Exercise goal: From the data that follows, report how many lines hold the string "CompositionResult", giving only the number.

Stored data entries:
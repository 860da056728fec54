use super::{Amount, Component, CompositionResult, invalid};
use serde::{Deserialize, Serialize};
use std::collections::BTreeSet;

const CLASS_MARKER: &str = "_w_";

/// A precomputed solvent class such as `EC_EMC`, with one proportion per
/// member solvent.
#[derive(Debug, Clone, PartialEq, Serialize, Deserialize)]
pub struct SolventClass {
    pub name: String,
    pub proportions: Vec<Amount>,
}

impl SolventClass {
    pub fn members(&self) -> impl Iterator<Item = &str> {
        self.name.split('_')
    }

    pub fn member_count(&self) -> usize {
        self.members().count()
    }
}

#[derive(Debug, Clone, Default, PartialEq, Serialize, Deserialize)]
pub struct AcccComposition {
    #[serde(default)]
    pub solvent_classes: Vec<SolventClass>,
    #[serde(default)]
    pub salts: Vec<Component>,
}

impl AcccComposition {
    pub fn new(solvent_classes: Vec<SolventClass>, salts: Vec<Component>) -> CompositionResult<Self> {
        let composition = Self {
            solvent_classes,
            salts,
        };
        composition.validate()?;
        Ok(composition)
    }

    pub fn validate(&self) -> CompositionResult<()> {
        let mut names = BTreeSet::new();
        for class in &self.solvent_classes {
            if class.members().any(str::is_empty) {
                return Err(invalid(format!(
                    "solvent class '{}' has an empty member name",
                    class.name
                )));
            }
            if class.proportions.len() != class.member_count() {
                return Err(invalid(format!(
                    "solvent class '{}' has {} members but {} proportions",
                    class.name,
                    class.member_count(),
                    class.proportions.len()
                )));
            }
            if !names.insert(class.name.as_str()) {
                return Err(invalid(format!("solvent class '{}' is listed twice", class.name)));
            }
        }
        for salt in &self.salts {
            if salt.name.is_empty() || !names.insert(salt.name.as_str()) {
                return Err(invalid(format!("ACCC salt '{}' is empty or repeated", salt.name)));
            }
        }
        Ok(())
    }

    /// Member solvents contributed across every class.
    pub fn solvent_count(&self) -> usize {
        self.solvent_classes.iter().map(SolventClass::member_count).sum()
    }

    pub fn salt_count(&self) -> usize {
        self.salts.len()
    }

    pub fn is_empty(&self) -> bool {
        self.solvent_classes.is_empty() && self.salts.is_empty()
    }
}

/// The solvent class an ACCC salt was computed in, from its `_w_` suffix.
pub fn accc_salt_class(salt_name: &str) -> Option<&str> {
    salt_name
        .split_once(CLASS_MARKER)
        .map(|(_, class)| class)
        .filter(|class| !class.is_empty())
}
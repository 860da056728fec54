use serde::Serialize;
use std::fs;
use std::path::Path;

/// Renders a float the way the solver's historical tooling printed it:
/// shortest round-trip digits, a trailing `.0` on integral values, and
/// exponent form outside `[1e-4, 1e16)`.
pub fn format_cue_float(value: f64) -> String {
    if value.is_nan() {
        return "nan".to_string();
    }
    if value.is_infinite() {
        return if value > 0.0 { "inf" } else { "-inf" }.to_string();
    }

    let magnitude = value.abs();
    if magnitude != 0.0 && !(1e-4..1e16).contains(&magnitude) {
        return exponent_form(value);
    }
    if value.fract() == 0.0 {
        return format!("{value:.1}");
    }
    format!("{value}")
}

fn exponent_form(value: f64) -> String {
    let rendered = format!("{value:e}");
    match rendered.split_once('e') {
        Some((mantissa, exponent)) => {
            let (sign, digits) = match exponent.strip_prefix('-') {
                Some(digits) => ('-', digits),
                None => ('+', exponent),
            };
            format!("{mantissa}e{sign}{digits:0>2}")
        }
        None => rendered,
    }
}

/// Half-away-from-zero rounding to a fixed number of decimal places.
pub fn round_to_decimals(value: f64, decimals: u32) -> f64 {
    let scale = 10_f64.powi(decimals as i32);
    (value * scale).round() / scale
}

pub fn normalize_text_artifact(content: &str) -> String {
    let mut normalized = content.replace("\r\n", "\n").replace('\r', "\n");
    if !normalized.is_empty() && !normalized.ends_with('\n') {
        normalized.push('\n');
    }
    normalized
}

pub fn write_text_artifact(path: &Path, content: &str) -> std::io::Result<()> {
    fs::write(path, normalize_text_artifact(content))
}

pub fn write_binary_artifact(path: &Path, bytes: &[u8]) -> std::io::Result<()> {
    fs::write(path, bytes)
}

/// Pretty JSON with four-space indentation, matching the exported report files.
pub fn to_indented_json<T: Serialize + ?Sized>(value: &T) -> serde_json::Result<String> {
    let mut buffer = Vec::new();
    let formatter = serde_json::ser::PrettyFormatter::with_indent(b"    ");
    let mut serializer = serde_json::Serializer::with_formatter(&mut buffer, formatter);
    value.serialize(&mut serializer)?;
    Ok(String::from_utf8_lossy(&buffer).into_owned())
}
use super::CliError;
use aem_core::composition::Amounts;
use aem_core::domain::{AemError, ExportFormat};

/// Parses a `NAME=AMOUNT` command-line pair.
pub(super) fn parse_assignment(raw: &str) -> Result<(String, f64), String> {
    let (name, amount) = raw
        .split_once('=')
        .ok_or_else(|| format!("expected NAME=AMOUNT, got '{raw}'"))?;
    let name = name.trim();
    if name.is_empty() {
        return Err(format!("missing component name in '{raw}'"));
    }
    let amount: f64 = amount
        .trim()
        .parse()
        .map_err(|_| format!("amount in '{raw}' is not a number"))?;
    if !amount.is_finite() || amount < 0.0 {
        return Err(format!("amount in '{raw}' must be a finite, non-negative number"));
    }
    Ok((name.to_string(), amount))
}

pub(super) fn collect_amounts(
    kind: &str,
    entries: Vec<(String, f64)>,
) -> Result<Amounts, CliError> {
    let mut amounts = Amounts::new();
    for (name, amount) in entries {
        if amounts.insert(name.clone(), amount).is_some() {
            return Err(CliError::Usage(format!(
                "{kind} '{name}' was given more than once"
            )));
        }
    }
    Ok(amounts)
}

#[derive(Debug, Clone, Copy, PartialEq, Eq, clap::ValueEnum)]
pub(super) enum FormatChoice {
    Csv,
    Json,
    All,
}

impl FormatChoice {
    pub(super) fn formats(self) -> &'static [ExportFormat] {
        match self {
            Self::Csv => &[ExportFormat::Csv],
            Self::Json => &[ExportFormat::Json],
            Self::All => &ExportFormat::ALL,
        }
    }
}

pub(super) fn compute(error: impl Into<AemError>) -> CliError {
    CliError::Compute(error.into())
}
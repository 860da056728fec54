use std::fs;
use std::path::{Path, PathBuf};
use std::process::{Command, Output};
use tempfile::TempDir;

fn run_cli(args: &[&str]) -> Output {
    Command::new(env!("CARGO_BIN_EXE_aem-rs"))
        .args(args)
        .env_remove("RUST_LOG")
        .output()
        .expect("aem-rs should launch")
}

fn stdout(output: &Output) -> String {
    String::from_utf8_lossy(&output.stdout).into_owned()
}

fn stderr(output: &Output) -> String {
    String::from_utf8_lossy(&output.stderr).into_owned()
}

fn core_fixtures() -> PathBuf {
    Path::new(env!("CARGO_MANIFEST_DIR")).join("../aem-core/tests/fixtures")
}

fn write_translate_config(dir: &Path, solver_home: &Path, program: &str) -> PathBuf {
    let fixtures = core_fixtures();
    let config = serde_json::json!({
        "solver": {
            "home": solver_home,
            "program": program,
            "capability": "accc_aware"
        },
        "registry": {
            "solvent_codes": fixtures.join("solvent_codes.csv"),
            "salt_codes": fixtures.join("salt_codes.csv"),
            "salt_properties": fixtures.join("salt_properties.csv")
        },
        "composition": {
            "basis": "translate",
            "solvents": [
                { "name": "EP", "amount": 25 },
                { "name": "DMC", "amount": 50 },
                { "name": "EC", "amount": 25 }
            ],
            "salts": [{ "name": "LiPF6", "amount": 1.0 }]
        },
        "parameters": {
            "solventcomp": 1,
            "solventcomppropbasis": 1,
            "saltconcmode": 1,
            "totalsaltconc": 5,
            "tmin": -20,
            "tmax": 60,
            "stepsize": 10,
            "tis": 1,
            "contactangle": 90,
            "porelength": 50,
            "saltconc": 1.5
        },
        "output": { "directory": "runs", "run_name": "Scenario" }
    });
    let path = dir.join("run.json");
    fs::write(&path, config.to_string()).expect("config should be written");
    path
}

const SCENARIO_CUES: [&str; 23] = [
    "1", "1", "3", "31", "13", "12", "25", "50", "25", "1", "1", "1", "5", "-20", "60", "10", "1",
    "90", "50", "1.5", "0", "0", "0",
];

#[test]
fn help_exits_successfully() {
    let output = run_cli(&["--help"]);
    assert_eq!(output.status.code(), Some(0));
    assert!(stdout(&output).contains("encode"));
}

#[test]
fn encode_prints_the_identifier() {
    let output = run_cli(&[
        "encode",
        "--solvent",
        "EMC=0.7",
        "--solvent",
        "EC=0.3",
        "--salt",
        "LiPF6=1",
    ]);
    assert_eq!(output.status.code(), Some(0), "stderr: {}", stderr(&output));
    assert_eq!(stdout(&output).trim(), "EC_EMC|30_70|LiPF6|1.0");
}

#[test]
fn encode_by_mass_divides_salt_grams_by_solvent_kilograms() {
    let output = run_cli(&[
        "encode",
        "--basis",
        "mass",
        "--solvent",
        "EC=300",
        "--solvent",
        "EMC=700",
        "--salt",
        "LiPF6=1.5",
    ]);
    assert_eq!(output.status.code(), Some(0), "stderr: {}", stderr(&output));
    assert_eq!(stdout(&output).trim(), "EC_EMC|30_70|LiPF6|1.5");
}

#[test]
fn missing_solvents_are_a_usage_error() {
    let output = run_cli(&["encode", "--salt", "LiPF6=1"]);
    assert_eq!(output.status.code(), Some(2));
    let stderr = stderr(&output);
    assert!(stderr.contains("ERROR: [INPUT.CLI_USAGE]"));
    assert!(stderr.contains("FATAL EXIT CODE: 2"));
}

#[test]
fn duplicate_components_are_rejected() {
    let output = run_cli(&["encode", "--solvent", "EC=1", "--solvent", "EC=2"]);
    assert_eq!(output.status.code(), Some(2));
    assert!(stderr(&output).contains("'EC' was given more than once"));
}

#[test]
fn decode_prints_json() {
    let output = run_cli(&["decode", "EC_EMC|30_70|LiPF6|1.0"]);
    assert_eq!(output.status.code(), Some(0), "stderr: {}", stderr(&output));
    let decoded: serde_json::Value =
        serde_json::from_str(&stdout(&output)).expect("decode output should be JSON");
    assert_eq!(decoded["solvents"]["EC"], 30);
    assert_eq!(decoded["solvents"]["EMC"], 70);
    assert_eq!(decoded["salts"]["LiPF6"], 1.0);
    assert_eq!(decoded["solvent_precision"], 100);
    assert_eq!(decoded["salt_decimals"], 2);
}

#[test]
fn decode_help_shows_the_identifier_layout() {
    let output = run_cli(&["decode", "--help"]);
    assert_eq!(output.status.code(), Some(0));
    assert!(stdout(&output).contains("EC_EMC|30_70|LiPF6|1.0"));
}

#[test]
fn decode_keeps_weights_that_do_not_fill_the_precision() {
    let output = run_cli(&["decode", "A_B_C|50_25_24"]);
    assert_eq!(output.status.code(), Some(0), "stderr: {}", stderr(&output));
    let decoded: serde_json::Value =
        serde_json::from_str(&stdout(&output)).expect("decode output should be JSON");
    assert_eq!(decoded["solvents"]["A"], 50);
    assert_eq!(decoded["solvents"]["B"], 25);
    assert_eq!(decoded["solvents"]["C"], 24);
}

#[test]
fn invalid_identifiers_exit_with_input_category() {
    let output = run_cli(&["decode", "A_B|5_50"]);
    assert_eq!(output.status.code(), Some(2));
    assert!(stderr(&output).contains("[INPUT.INVALID_COMPOSITION]"));
}

#[test]
fn cues_json_lists_the_stdin_sequence_and_writes_the_script() {
    let temp = TempDir::new().expect("tempdir should be created");
    let config = write_translate_config(temp.path(), temp.path(), "aem_accc.exe");
    let script = temp.path().join("cues.txt");

    let output = run_cli(&[
        "cues",
        "--config",
        config.to_str().expect("utf-8 path"),
        "--json",
        "--script",
        script.to_str().expect("utf-8 path"),
    ]);
    assert_eq!(output.status.code(), Some(0), "stderr: {}", stderr(&output));

    let document: serde_json::Value =
        serde_json::from_str(&stdout(&output)).expect("cues output should be JSON");
    assert_eq!(document["capability"], "accc_aware");
    assert!(document["composition_id"].is_null());
    let cues: Vec<&str> = document["cues"]
        .as_array()
        .expect("cues should be an array")
        .iter()
        .map(|cue| cue.as_str().expect("cue should be a string"))
        .collect();
    assert_eq!(cues, SCENARIO_CUES);
    assert_eq!(document["labels"]["Solvent 1 Code (EP)"], 31);

    let written = fs::read_to_string(&script).expect("script should be written");
    assert_eq!(written, format!("{}\n\n", SCENARIO_CUES.join("\n")));
    assert!(!temp.path().join("runs").exists());
}

#[test]
fn cues_prints_labelled_lines_by_default() {
    let temp = TempDir::new().expect("tempdir should be created");
    let config = write_translate_config(temp.path(), temp.path(), "aem_accc.exe");

    let output = run_cli(&["cues", "--config", config.to_str().expect("utf-8 path")]);
    assert_eq!(output.status.code(), Some(0), "stderr: {}", stderr(&output));
    let lines: Vec<String> = stdout(&output).lines().map(str::to_string).collect();
    assert_eq!(lines.len(), SCENARIO_CUES.len());
    assert!(lines.contains(&"Salt 1 Code (LiPF6): 1".to_string()));
    assert_eq!(lines.last().map(String::as_str), Some("End of Input: 0"));
}

#[test]
fn missing_config_is_an_io_error() {
    let temp = TempDir::new().expect("tempdir should be created");
    let missing = temp.path().join("absent.json");
    let output = run_cli(&["cues", "--config", missing.to_str().expect("utf-8 path")]);
    assert_eq!(output.status.code(), Some(3));
    assert!(stderr(&output).contains("[IO.RUN_CONFIG_READ]"));
}

#[test]
fn convert_exports_selected_format_and_skips_empty_reports() {
    let temp = TempDir::new().expect("tempdir should be created");
    let reports = core_fixtures().join("reports");
    let output = run_cli(&[
        "convert",
        reports.to_str().expect("utf-8 path"),
        "--format",
        "json",
        "--output",
        temp.path().to_str().expect("utf-8 path"),
    ]);
    assert_eq!(output.status.code(), Some(0), "stderr: {}", stderr(&output));
    assert!(stdout(&output).contains("Converted 2 file(s), skipped 1."));
    assert!(temp.path().join("json/Report01.json").is_file());
    assert!(temp.path().join("json/Report03.json").is_file());
    assert!(!temp.path().join("csv").exists());

    let transport: serde_json::Value = serde_json::from_str(
        &fs::read_to_string(temp.path().join("json/Report01.json")).expect("json should exist"),
    )
    .expect("export should be JSON");
    assert!(transport[0]["sig1"].is_null());
}

#[test]
fn log_file_receives_plain_text_events() {
    let temp = TempDir::new().expect("tempdir should be created");
    let log = temp.path().join("aem.log");
    let reports = core_fixtures().join("reports");
    let output = run_cli(&[
        "-v",
        "--log-file",
        log.to_str().expect("utf-8 path"),
        "convert",
        reports.to_str().expect("utf-8 path"),
        "--output",
        temp.path().to_str().expect("utf-8 path"),
    ]);
    assert_eq!(output.status.code(), Some(0), "stderr: {}", stderr(&output));
    let text = fs::read_to_string(&log).expect("log file should exist");
    assert!(text.contains("WARN"), "log: {text}");
    assert!(!text.contains('\u{1b}'));
}

#[cfg(unix)]
#[test]
fn run_feeds_the_solver_and_collects_reports() {
    use std::os::unix::fs::PermissionsExt;

    let temp = TempDir::new().expect("tempdir should be created");
    let home = temp.path().join("solver");
    fs::create_dir_all(&home).expect("solver home should be created");
    let solver = home.join("fake_aem.sh");
    fs::write(&solver, "#!/bin/sh\ncat > received.txt\nexit 0\n").expect("solver should be written");
    fs::set_permissions(&solver, fs::Permissions::from_mode(0o755))
        .expect("solver should be executable");
    fs::copy(
        core_fixtures().join("reports/Report01 -- Transport.txt"),
        home.join("Report01 -- Transport.txt"),
    )
    .expect("report should be staged");
    fs::write(home.join("ReadMe.txt"), "not a report").expect("noise should be written");

    let config = write_translate_config(temp.path(), &home, "fake_aem.sh");
    let output = run_cli(&["run", "--config", config.to_str().expect("utf-8 path")]);
    assert_eq!(output.status.code(), Some(0), "stderr: {}", stderr(&output));
    let stdout = stdout(&output);
    assert!(stdout.contains("Solver exit code: 0"));
    assert!(stdout.contains("Reports copied: 1"));

    let run_dir = fs::read_dir(temp.path().join("runs"))
        .expect("runs directory should exist")
        .map(|entry| entry.expect("entry should be readable").path())
        .find(|path| {
            path.file_name()
                .and_then(|name| name.to_str())
                .is_some_and(|name| name.starts_with("Scenario_"))
        })
        .expect("run directory should be created");

    let sent = fs::read_to_string(run_dir.join("cues.txt")).expect("cues should be saved");
    let received = fs::read_to_string(home.join("received.txt")).expect("solver should read stdin");
    assert_eq!(sent, received);

    let log: serde_json::Value = serde_json::from_str(
        &fs::read_to_string(run_dir.join("run_log.json")).expect("run log should exist"),
    )
    .expect("run log should be JSON");
    assert_eq!(log["capability"], "accc_aware");
    assert_eq!(log["solver_exit_code"], 0);

    assert!(run_dir.join("Reports/Report01 -- Transport.txt").is_file());
    assert!(!run_dir.join("Reports/ReadMe.txt").exists());
    assert!(run_dir.join("csv/Report01.csv").is_file());
    assert!(run_dir.join("json/Report01.json").is_file());
}
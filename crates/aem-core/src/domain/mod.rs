pub mod errors;

pub use errors::{AemError, AemErrorCategory};

use serde::{Deserialize, Serialize};
use std::fmt::{Display, Formatter};

/// Input schema understood by a particular solver build.
///
/// Resolved once per session and handed to the cue builder explicitly.
#[derive(Debug, Clone, Copy, PartialEq, Eq, Hash, Serialize, Deserialize)]
#[serde(rename_all = "snake_case")]
pub enum SolverCapability {
    /// v1.0 prompt sequence: fixed composition, one salt, no ACCC.
    Basic,
    /// v1.1+ prompt sequence with matrix mode, dual salts and ACCC classes.
    AcccAware,
}

impl SolverCapability {
    pub const fn as_str(self) -> &'static str {
        match self {
            Self::Basic => "basic",
            Self::AcccAware => "accc_aware",
        }
    }

    /// Maps the status code the vendor probe script prints.
    pub fn from_probe_code(code: &str) -> Option<Self> {
        match code.trim() {
            "1" => Some(Self::Basic),
            "6" => Some(Self::AcccAware),
            _ => None,
        }
    }

    pub fn from_program_name(program: &str) -> Self {
        if program.to_ascii_lowercase().contains("accc") {
            Self::AcccAware
        } else {
            Self::Basic
        }
    }
}

impl Display for SolverCapability {
    fn fmt(&self, f: &mut Formatter<'_>) -> std::fmt::Result {
        f.write_str((*self).as_str())
    }
}

#[derive(Debug, Clone, Copy, PartialEq, Eq, Hash, PartialOrd, Ord, Serialize, Deserialize)]
#[serde(rename_all = "snake_case")]
pub enum ExportFormat {
    Csv,
    Json,
}

impl ExportFormat {
    pub const ALL: [Self; 2] = [Self::Csv, Self::Json];

    pub const fn as_str(self) -> &'static str {
        match self {
            Self::Csv => "csv",
            Self::Json => "json",
        }
    }

    pub const fn extension(self) -> &'static str {
        self.as_str()
    }
}

impl Display for ExportFormat {
    fn fmt(&self, f: &mut Formatter<'_>) -> std::fmt::Result {
        f.write_str((*self).as_str())
    }
}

Task result: 3